Following a few months home during the summer, Shetland journalist Jen Stout has returned to Ukraine to report from a defiant country determined to free itself from the Russian aggression. Here she sends her latest report.

Jen Stout

IN SEVERAL big European cities every night the streets are pitch black because the power lines and substations have been deliberately destroyed. What an incredible sentence, in 2022.

At regular intervals throughout the day, millions of people in seven regions of Ukraine can turn on their tap, or light, and get nothing. No water, no power, for scheduled blocks of the day, as the energy companies and authorities scramble to patch up the system and conserve enough power to keep the cities liveable.

Next it will be the heating. It’s only just been switched on: centralised, Soviet-era municipal heating dominates in Ukraine, and at a certain point in the year the heating simply comes on. It’s quite an efficient system, though you don’t get much choice in the timing.
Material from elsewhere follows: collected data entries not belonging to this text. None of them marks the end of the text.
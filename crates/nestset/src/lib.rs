//! Sets whose members may themselves be sets, and three ways of building their powersets.

pub mod algebra;
pub mod atom;
pub mod display;
pub mod error;
pub mod nesting;
pub mod node;
pub mod parse;
pub mod powerset;

pub use atom::Atom;
pub use error::{SetError, SetOp, SetResult};
pub use node::Node;
pub use powerset::PowersetAlgorithm;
But Russia has been blowing up thermal heating plants, too.

Where I’m writing this, in a hostel in an old, tumbledown part of Kyiv, the power just cut out three hours earlier than scheduled, and with it the mobile signal, and the water. The staff bring round candles. I grew up used to intermittent electricity, and being a bit chilly, but that is not what this is like. This is increasingly close to an emergency.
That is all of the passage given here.